Friday, January 31, 2014

A Good Day For Compassionate Conservatism

OK, I'm going to try to make up for saying nasty things aboot Mark Steyn yesterday. Today comes news of two conservatives promoting policies that appeal to us progressive moonbats. First up is Bernard Kerik. Yeah, I can't believe that one either. And yet there are people who say rehabilitation doesn't work. We're pretty sure he was actually in prison and not Obama Camp.

According to a report from the Huffington Post, Kerik, while speaking at a service center for former prisoners in Virginia, was blunt and straightforward: “The system doesn’t work.”

Kerik went on to describe the “broken” system in more detail, emphasizing the negative consequences of locking up so many people, often for nonviolent crimes like possessing small amounts of illegal substances.

He also argued against mandatory minimum laws, which deprive judges of the ability to render sentences they believe appropriate, often forcing them to send people into incarceration for longer than they would if given the choice.

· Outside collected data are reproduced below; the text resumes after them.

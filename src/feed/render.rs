// src/feed/render.rs

use chrono::{DateTime, Utc};
use rss::{ChannelBuilder, EnclosureBuilder, Item, ItemBuilder};

use crate::catalog::FeedSnapshot;
use crate::feed::entry::FeedEntry;

/// MIME type the feed document is served with.
pub const RSS_CONTENT_TYPE: &str = "application/rss+xml; charset=utf-8";

/// Resolved channel-level metadata for the feed document.
///
/// Produced once at startup from the feed config (see
/// `config::FeedSection::resolve`) and shared read-only with the feed
/// handler.
#[derive(Debug, Clone)]
pub struct ChannelMeta {
    pub title: String,
    pub link: String,
    pub description: String,
    pub author_name: String,
}

/// Serialize a catalog snapshot into the RSS XML document.
///
/// The channel pub date is the catalog's last-updated time in RFC 2822
/// format, omitted while the catalog is empty.
pub fn render_feed(meta: &ChannelMeta, snapshot: &FeedSnapshot) -> String {
    let items: Vec<Item> = snapshot.entries.iter().map(entry_to_item).collect();

    let mut builder = ChannelBuilder::default();
    builder
        .title(meta.title.clone())
        .link(meta.link.clone())
        .description(meta.description.clone())
        .managing_editor(meta.author_name.clone())
        .items(items);

    if let Some(updated) = snapshot.last_updated {
        let updated: DateTime<Utc> = updated.into();
        builder.pub_date(updated.to_rfc2822());
    }

    builder.build().to_string()
}

fn entry_to_item(entry: &FeedEntry) -> Item {
    let enclosure = EnclosureBuilder::default()
        .url(entry.enclosure_url.clone())
        .length(entry.enclosure_length.clone())
        .mime_type(entry.enclosure_type.clone())
        .build();

    ItemBuilder::default()
        .title(entry.title.clone())
        .link(entry.link.clone())
        .description(entry.description.clone())
        .enclosure(enclosure)
        .build()
}
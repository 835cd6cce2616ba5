//! Exact decks from finite projective planes.
//!
//! For a prime order `n`, the projective plane over GF(n) has
//! `n² + n + 1` points and as many lines. Every line holds `n + 1` points,
//! every point lies on `n + 1` lines, and two distinct lines meet in exactly
//! one point. Reading lines as cards and points as symbols gives a complete
//! deck: order 7 yields the classic 57 cards of 8 symbols.
//!
//! ```
//! use spot_deck::design::ProjectivePlane;
//!
//! let plane = ProjectivePlane::new(2).unwrap();
//! let deck = plane.to_deck();
//! assert_eq!(deck.len(), 7);
//! assert!(deck.iter().all(|card| card.len() == 3));
//! ```

use crate::core::{Card, Deck, DeckError, DeckRng, Symbol};

/// Homogeneous coordinates `[x, y, z]` over GF(order), normalized so the
/// first non-zero coordinate is 1.
pub type Triple = [u32; 3];

/// Projective plane of prime order.
#[derive(Clone, Debug, PartialEq, Eq)]
pub struct ProjectivePlane {
    order: u32,
    points: Vec<Triple>,
}

fn is_prime(n: u32) -> bool {
    if n < 2 {
        return false;
    }
    let n = u64::from(n);
    (2u64..).take_while(|d| d * d <= n).all(|d| n % d != 0)
}

/// All normalized triples in canonical order: `[0,0,1]`, `[0,1,z]`, `[1,y,z]`.
fn normalized_triples(order: u32) -> Vec<Triple> {
    let mut triples = Vec::with_capacity((order * order + order + 1) as usize);
    triples.push([0, 0, 1]);
    triples.extend((0..order).map(|z| [0, 1, z]));
    for y in 0..order {
        triples.extend((0..order).map(|z| [1, y, z]));
    }
    triples
}

impl ProjectivePlane {
    /// Build the plane of a prime order.
    pub fn new(order: u32) -> Result<Self, DeckError> {
        if !is_prime(order) {
            return Err(DeckError::InvalidOrder { order });
        }
        Ok(Self {
            order,
            points: normalized_triples(order),
        })
    }

    /// The plane whose cards carry `k` symbols (order `k - 1`).
    pub fn for_symbols_per_card(symbols_per_card: usize) -> Result<Self, DeckError> {
        let order = u32::try_from(symbols_per_card.saturating_sub(1)).unwrap_or(0);
        Self::new(order)
    }

    /// Field order.
    #[must_use]
    pub fn order(&self) -> u32 {
        self.order
    }

    /// Number of points (= symbols = cards).
    #[must_use]
    pub fn point_count(&self) -> usize {
        self.points.len()
    }

    /// Symbols on each card.
    #[must_use]
    pub fn symbols_per_card(&self) -> usize {
        self.order as usize + 1
    }

    /// Normalized points, indexed by symbol.
    #[must_use]
    pub fn points(&self) -> &[Triple] {
        &self.points
    }

    /// Lines use the same normalization as points.
    #[must_use]
    pub fn lines(&self) -> &[Triple] {
        &self.points
    }

    /// Check if `point` lies on `line`.
    #[must_use]
    pub fn incident(&self, point: Triple, line: Triple) -> bool {
        let n = u64::from(self.order);
        let dot: u64 = point
            .iter()
            .zip(line.iter())
            .map(|(&p, &l)| u64::from(p) * u64::from(l))
            .sum();
        dot % n == 0
    }

    /// One card per line; each card lists its incident points in point order.
    #[must_use]
    pub fn to_deck(&self) -> Deck {
        self.lines()
            .iter()
            .map(|&line| {
                let mut card = Card::with_capacity(self.symbols_per_card());
                for (index, &point) in self.points.iter().enumerate() {
                    if self.incident(point, line) {
                        card.push(Symbol::new(index as u32));
                    }
                }
                card
            })
            .collect()
    }

    /// Like [`to_deck`](Self::to_deck) with symbol order shuffled on every card.
    #[must_use]
    pub fn shuffled_deck(&self, rng: &mut DeckRng) -> Deck {
        self.to_deck()
            .iter()
            .cloned()
            .map(|mut card| {
                rng.shuffle(card.symbols_mut());
                card
            })
            .collect()
    }
}

#[cfg(test)]
mod tests {
    use super::*;
    use crate::design::validate::{check_pairwise, validate_deck};

    #[test]
    fn test_prime_check() {
        assert!(!is_prime(0));
        assert!(!is_prime(1));
        assert!(is_prime(2));
        assert!(is_prime(7));
        assert!(!is_prime(9));
        assert!(is_prime(13));
    }

    #[test]
    fn test_rejects_non_prime_orders() {
        assert!(matches!(
            ProjectivePlane::new(4),
            Err(DeckError::InvalidOrder { order: 4 })
        ));
        assert!(ProjectivePlane::new(1).is_err());
        assert!(ProjectivePlane::for_symbols_per_card(0).is_err());
    }

    #[test]
    fn test_point_layout() {
        let plane = ProjectivePlane::new(3).unwrap();
        assert_eq!(plane.point_count(), 13);
        assert_eq!(plane.points()[0], [0, 0, 1]);
        assert_eq!(plane.points()[1], [0, 1, 0]);
        assert_eq!(plane.points()[4], [1, 0, 0]);
    }

    #[test]
    fn test_fano_plane() {
        let deck = ProjectivePlane::new(2).unwrap().to_deck();
        let first: Vec<_> = deck.get(0).unwrap().iter().map(Symbol::raw).collect();
        // Line [0,0,1] holds the points with z = 0: [0,1,0], [1,0,0], [1,1,0].
        assert_eq!(first, vec![1, 3, 5]);
        assert!(check_pairwise(&deck).is_ok());
    }

    #[test]
    fn test_order_seven_is_the_classic_deck() {
        let plane = ProjectivePlane::for_symbols_per_card(8).unwrap();
        let deck = plane.to_deck();

        assert_eq!(deck.len(), 57);
        let report = validate_deck(&deck, Some(8));
        assert!(report.is_valid());
        assert_eq!(report.frequencies.len(), 57);
        assert!(report.frequencies.is_uniform(8));
    }

    #[test]
    fn test_shuffled_deck_keeps_cards() {
        let plane = ProjectivePlane::new(5).unwrap();
        let plain = plane.to_deck();
        let shuffled = plane.shuffled_deck(&mut DeckRng::new(11));

        assert_eq!(plain.len(), shuffled.len());
        for (a, b) in plain.iter().zip(shuffled.iter()) {
            let mut a: Vec<_> = a.iter().collect();
            let mut b: Vec<_> = b.iter().collect();
            a.sort();
            b.sort();
            assert_eq!(a, b);
        }
        assert!(check_pairwise(&shuffled).is_ok());

        let again = plane.shuffled_deck(&mut DeckRng::new(11));
        assert_eq!(shuffled, again);
    }
}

Very nice, Bernie. I'm happy to see you have that come to Chuck Colson moment. Second up on my "I can't believe a Conservative is saying this" list for today is Ron Unz. He wants to raise the minimum wage! And he's a billionaire! I take back most of the bad things I've said about rich Conservatives. This does not yet apply to the Koch's.

(T)he case for raising the minimum wage to $12 an hour—the second highest statewide proposal in the country—isn’t even coming from a Democrat. It’s coming from California Republican multi-millionaire businessman Ron Unz, an ex-gubernatorial candidate, former publisher of the American Conservative and the lone sponsor of a 2014 ballot measure for a statewide $12 minimum wage.

And there's a chance he is not going to be tarred and feathered.

Prominent economists of all ideological persuasions long believed that raising the U.S. minimum wage would retard job growth, creating unintended hardship for those at the bottom of the ladder.

Today, that consensus is eroding, and a vigorous debate has developed as some argue that boosting the wage would pull millions out of poverty.

A moderate increase in the minimum wage won't raise unemployment among low-skilled workers, according to recent studies, many economists say. They are joined by some business executives who say they can live with that, especially if it's coupled with tax relief. 

What's good for Walmart is good for the US.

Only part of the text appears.